Oleh : Mulyadi
Dia menghadap Sang Khalik, Ahad (6/10) malam dalam usia 77 tahun setelah menderita komplikasi penyakit yang dideritanya sejak lama.
Almarhum sempat dirawat berganti-ganti rumah sakit. Di Melaka, Singapura sampai Awal Bros di Pekanbaru.
Terakhir ketika diopname di Rumah Sakit Awal Bros, penulis beberapa kali menjenguknya. Dia sudah tidak dapat berkata-kata lagi.
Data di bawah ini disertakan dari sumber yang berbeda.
// Corpus Search Engine
// Main API that wires the source registry, cache, compiler, matcher and renderer

use crate::cache::CorpusCache;
use crate::config::{ConfigError, SearchConfig};
use crate::data::{load_source, Corpus, SourceRegistry};
use crate::highlight::Highlighter;
use crate::matcher::MatchEngine;
use crate::pattern::{compile_query, CompiledPattern, WildcardClass};
use crate::stats::{token_table, vocabulary_table, FrequencyRow, Summary};
use crate::types::{CorpusError, MatchResult, QueryRejection, ScoreRange};
use std::sync::Arc;
use thiserror::Error;
use tracing::{debug, info};

/// Failure to set up a [`CorpusSearch`]
#[derive(Debug, Error)]
pub enum SetupError {
    #[error(transparent)]
    Corpus(#[from] CorpusError),

    #[error(transparent)]
    Config(#[from] ConfigError),
}

/// Figures restricted to the chosen score range
#[derive(Debug, Clone, PartialEq)]
pub struct RangeReport {
    pub range: ScoreRange,

    /// In-range token table
    pub tokens: Vec<FrequencyRow>,

    /// Entries matched out of corpus entries inside the range
    pub summary: Summary,
}

/// Everything the UI needs to show for a search with matches
#[derive(Debug, Clone, PartialEq)]
pub struct SearchReport {
    pub source: String,
    pub query: String,

    /// Raw match data
    pub result: MatchResult,

    /// Display entries with highlight markers, in corpus order
    pub display: Vec<String>,

    /// Token table over the whole corpus
    pub tokens: Vec<FrequencyRow>,

    pub summary: Summary,

    /// Present when a score range was applied
    pub range: Option<RangeReport>,
}

/// Result of a search request
///
/// Rejected queries and empty results are ordinary outcomes, not errors.
#[derive(Debug, Clone, PartialEq)]
pub enum SearchOutcome {
    /// The query was refused before the corpus was touched
    Rejected(QueryRejection),

    /// A valid query with no matches anywhere
    NoMatches,

    /// Matches exist, but none inside the chosen score range
    OutsideRange(SearchReport),

    Matches(SearchReport),
}

impl SearchOutcome {
    /// The report, for outcomes that have one
    pub fn report(&self) -> Option<&SearchReport> {
        match self {
            SearchOutcome::Matches(report) | SearchOutcome::OutsideRange(report) => Some(report),
            _ => None,
        }
    }
}

/// Corpus search engine
///
/// Combines all components:
/// - Source registry (which sources exist and where their files are)
/// - Corpus cache (one loaded corpus at a time by default)
/// - Pattern compiler (wildcard queries → whole-token matchers)
/// - Match engine (counts, entry hits, score-range filtering)
/// - Highlighter (display text with matches marked)
#[derive(Debug)]
pub struct CorpusSearch {
    registry: SourceRegistry,
    cache: CorpusCache,
    engine: MatchEngine,
    highlighter: Highlighter,
    wildcard: WildcardClass,
}

impl CorpusSearch {
    /// Discover sources in `config.data_dir` and register composites
    pub fn new(config: &SearchConfig) -> Result<Self, SetupError> {
        let registry = SourceRegistry::discover(&config.data_dir)?;
        Self::with_registry(registry, config)
    }

    /// Build on an existing registry; composites from `config` are added to it
    pub fn with_registry(
        mut registry: SourceRegistry,
        config: &SearchConfig,
    ) -> Result<Self, SetupError> {
        for composite in &config.composites {
            registry.add_composite(&composite.label, &composite.members)?;
        }

        Ok(Self {
            registry,
            cache: CorpusCache::new(config.cache_capacity),
            engine: MatchEngine::new(config.display_limit),
            highlighter: Highlighter::new(config.highlight.clone()),
            wildcard: config.wildcard()?,
        })
    }

    pub fn sources(&self) -> &SourceRegistry {
        &self.registry
    }

    pub fn cache(&self) -> &CorpusCache {
        &self.cache
    }

    pub fn highlighter(&self) -> &Highlighter {
        &self.highlighter
    }

    /// Loaded corpus for a source, from the cache when possible
    pub fn corpus(&self, source: &str) -> Result<Arc<Corpus>, CorpusError> {
        let spec = self.registry.get(source)?;
        self.cache.get_or_load(&spec.label, || load_source(spec))
    }

    /// Compile a query with the configured wildcard class
    pub fn compile(&self, query: &str, case_sensitive: bool) -> Result<CompiledPattern, QueryRejection> {
        compile_query(query, case_sensitive, &self.wildcard)
    }

    /// Execute a search query against a source
    ///
    /// # Arguments
    /// * `source` - Source label (case-insensitive)
    /// * `query` - Wildcard query, e.g. "cat*" or "^What"
    /// * `case_sensitive` - Match and count tokens with their original casing
    /// * `range` - Optional inclusive complexity score range; ignored for
    ///   sources without scores
    ///
    /// # Returns
    /// A [`SearchOutcome`], or an error if the source cannot be loaded
    pub fn search(
        &self,
        source: &str,
        query: &str,
        case_sensitive: bool,
        range: Option<ScoreRange>,
    ) -> Result<SearchOutcome, CorpusError> {
        // Step 1: Compile the query; rejected queries never load a corpus
        let pattern = match self.compile(query, case_sensitive) {
            Ok(pattern) => pattern,
            Err(rejection) => {
                debug!(query, %rejection, "query rejected");
                return Ok(SearchOutcome::Rejected(rejection));
            }
        };

        // Step 2: Load or reuse the corpus
        let corpus = self.corpus(source)?;

        let range = match range {
            Some(_) if !corpus.is_scored() => {
                debug!(source = corpus.source(), "ignoring score range for unscored source");
                None
            }
            other => other,
        };

        // Step 3: Scan
        let result = self.engine.search(&pattern, &corpus, range);
        info!(
            source = corpus.source(),
            query = pattern.query(),
            regex = pattern.as_str(),
            entries_matched = result.entry_match_count,
            "search complete"
        );

        if !result.has_matches() {
            return Ok(SearchOutcome::NoMatches);
        }

        // Step 4: Render and summarize
        let report = self.build_report(&corpus, &pattern, result, range);
        let outside_range = report
            .range
            .as_ref()
            .is_some_and(|r| r.summary.entries_matched == 0);

        if outside_range {
            Ok(SearchOutcome::OutsideRange(report))
        } else {
            Ok(SearchOutcome::Matches(report))
        }
    }

    /// Vocabulary table of a source, most frequent first
    pub fn vocabulary(&self, source: &str) -> Result<Vec<FrequencyRow>, CorpusError> {
        let corpus = self.corpus(source)?;
        Ok(vocabulary_table(corpus.vocabulary()))
    }

    fn build_report(
        &self,
        corpus: &Corpus,
        pattern: &CompiledPattern,
        result: MatchResult,
        range: Option<ScoreRange>,
    ) -> SearchReport {
        let display = result
            .display_entries
            .iter()
            .map(|entry| self.highlighter.render_entry(entry))
            .collect();

        let range_report = match (range, result.in_range.as_ref()) {
            (Some(range), Some(counts)) => {
                let entries_in_range = corpus
                    .entries()
                    .iter()
                    .filter(|e| e.score.is_some_and(|s| range.contains(s)))
                    .count();
                Some(RangeReport {
                    range,
                    tokens: token_table(&counts.token_counts),
                    summary: Summary::new(
                        counts.entry_match_count,
                        entries_in_range,
                        counts.total_matches(),
                    ),
                })
            }
            _ => None,
        };

        SearchReport {
            source: corpus.source().to_string(),
            query: pattern.query().to_string(),
            tokens: token_table(&result.token_counts),
            summary: Summary::new(result.entry_match_count, corpus.len(), result.total_matches()),
            display,
            range: range_report,
            result,
        }
    }
}

#[cfg(test)]
mod tests {
    use super::*;
    use crate::data::SourceFile;
    use std::fs;
    use tempfile::TempDir;

    fn create_search() -> Result<(TempDir, CorpusSearch), Box<dyn std::error::Error>> {
        let dir = TempDir::new()?;
        fs::write(
            dir.path().join("animals.txt"),
            "The cat sat.\nThe cats sat on cats.\nDogs ran.\n",
        )?;
        fs::write(
            dir.path().join("scored_animals.tsv"),
            "text\tscore\nThe cat sat.\t0.2\nA cat and a cat.\t0.7\nDogs ran.\t0.5\n",
        )?;
        let config = SearchConfig::default().with_data_dir(dir.path());
        let search = CorpusSearch::new(&config)?;
        Ok((dir, search))
    }

    #[test]
    fn test_search_creation() -> Result<(), Box<dyn std::error::Error>> {
        let (_dir, search) = create_search()?;
        assert_eq!(search.sources().labels(), vec!["animals", "scored animals"]);
        Ok(())
    }

    #[test]
    fn test_matches_outcome() -> Result<(), Box<dyn std::error::Error>> {
        let (_dir, search) = create_search()?;
        let outcome = search.search("animals", "cat*", false, None)?;

        let SearchOutcome::Matches(report) = outcome else {
            panic!("expected matches");
        };
        assert_eq!(report.result.entry_match_count, 1);
        assert_eq!(report.display, vec!["The **cats** sat on **cats**."]);
        assert_eq!(report.tokens[0].token, "cats");
        assert_eq!(report.tokens[0].count, 2);
        assert_eq!(report.summary.total_matches, 2);
        assert!(report.range.is_none());
        Ok(())
    }

    #[test]
    fn test_rejected_outcome_skips_load() -> Result<(), Box<dyn std::error::Error>> {
        let (_dir, search) = create_search()?;
        let outcome = search.search("animals", "a(b", false, None)?;
        assert_eq!(
            outcome,
            SearchOutcome::Rejected(QueryRejection::ForbiddenCharacter { char: '(' })
        );
        assert!(search.cache().is_empty());
        Ok(())
    }

    #[test]
    fn test_no_matches_outcome() -> Result<(), Box<dyn std::error::Error>> {
        let (_dir, search) = create_search()?;
        let outcome = search.search("animals", "horse", false, None)?;
        assert_eq!(outcome, SearchOutcome::NoMatches);
        assert!(outcome.report().is_none());
        Ok(())
    }

    #[test]
    fn test_range_outcomes() -> Result<(), Box<dyn std::error::Error>> {
        let (_dir, search) = create_search()?;

        let inside = ScoreRange::new(0.6, 1.0)?;
        let outcome = search.search("scored animals", "cat", false, Some(inside))?;
        let SearchOutcome::Matches(report) = outcome else {
            panic!("expected matches");
        };
        let range = report.range.as_ref().unwrap();
        assert_eq!(range.summary.entries_matched, 1);
        assert_eq!(range.summary.corpus_entries, 1);
        assert_eq!(range.tokens[0].count, 2);
        assert_eq!(report.summary.entries_matched, 2);
        assert_eq!(report.display, vec!["A **cat** and a **cat**."]);

        let outside = ScoreRange::new(0.4, 0.6)?;
        let outcome = search.search("scored animals", "cat", false, Some(outside))?;
        assert!(matches!(outcome, SearchOutcome::OutsideRange(_)));
        Ok(())
    }

    #[test]
    fn test_range_ignored_for_unscored_source() -> Result<(), Box<dyn std::error::Error>> {
        let (_dir, search) = create_search()?;
        let range = ScoreRange::new(0.9, 1.0)?;
        let outcome = search.search("animals", "cat", false, Some(range))?;
        let report = outcome.report().unwrap();
        assert!(report.range.is_none());
        assert_eq!(report.display.len(), 1);
        Ok(())
    }

    #[test]
    fn test_unknown_source_is_error() -> Result<(), Box<dyn std::error::Error>> {
        let (_dir, search) = create_search()?;
        let result = search.search("birds", "cat", false, None);
        assert!(matches!(result, Err(CorpusError::UnknownSource(_))));
        Ok(())
    }

    #[test]
    fn test_vocabulary() -> Result<(), Box<dyn std::error::Error>> {
        let (_dir, search) = create_search()?;
        let rows = search.vocabulary("animals")?;
        assert_eq!(rows[0].token, "cats");
        assert_eq!(rows[0].count, 2);
        Ok(())
    }

    #[test]
    fn test_composite_from_config() -> Result<(), Box<dyn std::error::Error>> {
        let dir = TempDir::new()?;
        fs::write(dir.path().join("q.txt"), "Who wrote it?\n")?;
        fs::write(dir.path().join("c.txt"), "It was written by a cat.\n")?;

        let mut registry = SourceRegistry::new();
        for (label, file) in [("Questions", "q.txt"), ("Contexts", "c.txt")] {
            let source_file = SourceFile::from_path(dir.path().join(file)).unwrap();
            registry.register(label, vec![source_file]);
        }

        let config = SearchConfig::from_json_str(
            r#"{ "composites": [{ "label": "Full", "members": ["Questions", "Contexts"] }] }"#,
        )?;
        let search = CorpusSearch::with_registry(registry, &config)?;

        let corpus = search.corpus("full")?;
        assert_eq!(corpus.len(), 2);
        assert_eq!(corpus.entries()[0].text, "Who wrote it?");
        Ok(())
    }
}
Hidungnya diinfus, tubuhnya juga dibatasi geraknya agar tidak mengganggu organ lain. Di tempat tidur, turut mendampinginya anak-anaknya Indra Muchlis, Lukman Edy dan sejumlah anggota keluarga lain.
Penulis membisikkan ke telinganya ucapan “Allah, Allah” berulang kali. Seperti ada firasat, dia membuka matanya lebar-lebar. Mulutnya nampak komat-kamit. Penulis genggam tangannya seraya berkata, “Ini Mulyadi yang datang”.
Penulis kenal dekat dengan sejumlah anggota DPRD Riau periode 1982-1987, karena sering bertatap muka dan ngobrol di Gedung Lancang Kuning (kini Gedung Badan Perpustakaan dan Arsip Riau). Sekretaris DPRD Riau adalah Ismail Suko. Beberapa teman diskusi boleh dibilang lintas partai. Dari Fraksi Karya Pembangunan (FKP) misalnya ada Kolonel (Pur) Abbas Djamil, Thamrin Nasution, Harun Ghazali, HM Adnan, Syed Abdullah Ghazaly, H Bachtiar Daud dan H Intan Juddin.
Fraksi Persatuan Pembangunan (FPP) yang acap berbual yaitu Abdul Kadir Abbas, HM Amin dan Dun Usul dan Nurbay Juss. Sedangkan Fraksi Partai Demokrasi Indonesia (kini F-PDIP) Malik Mansyur. Biasanya kalau tidak ada sidang, pergi ramai-ramai ke Simpang Tiga makan soto. Ismail Suko menjadi driver. Meski berdesak-desak, tetapi kebersamaannya itu menyenangkan.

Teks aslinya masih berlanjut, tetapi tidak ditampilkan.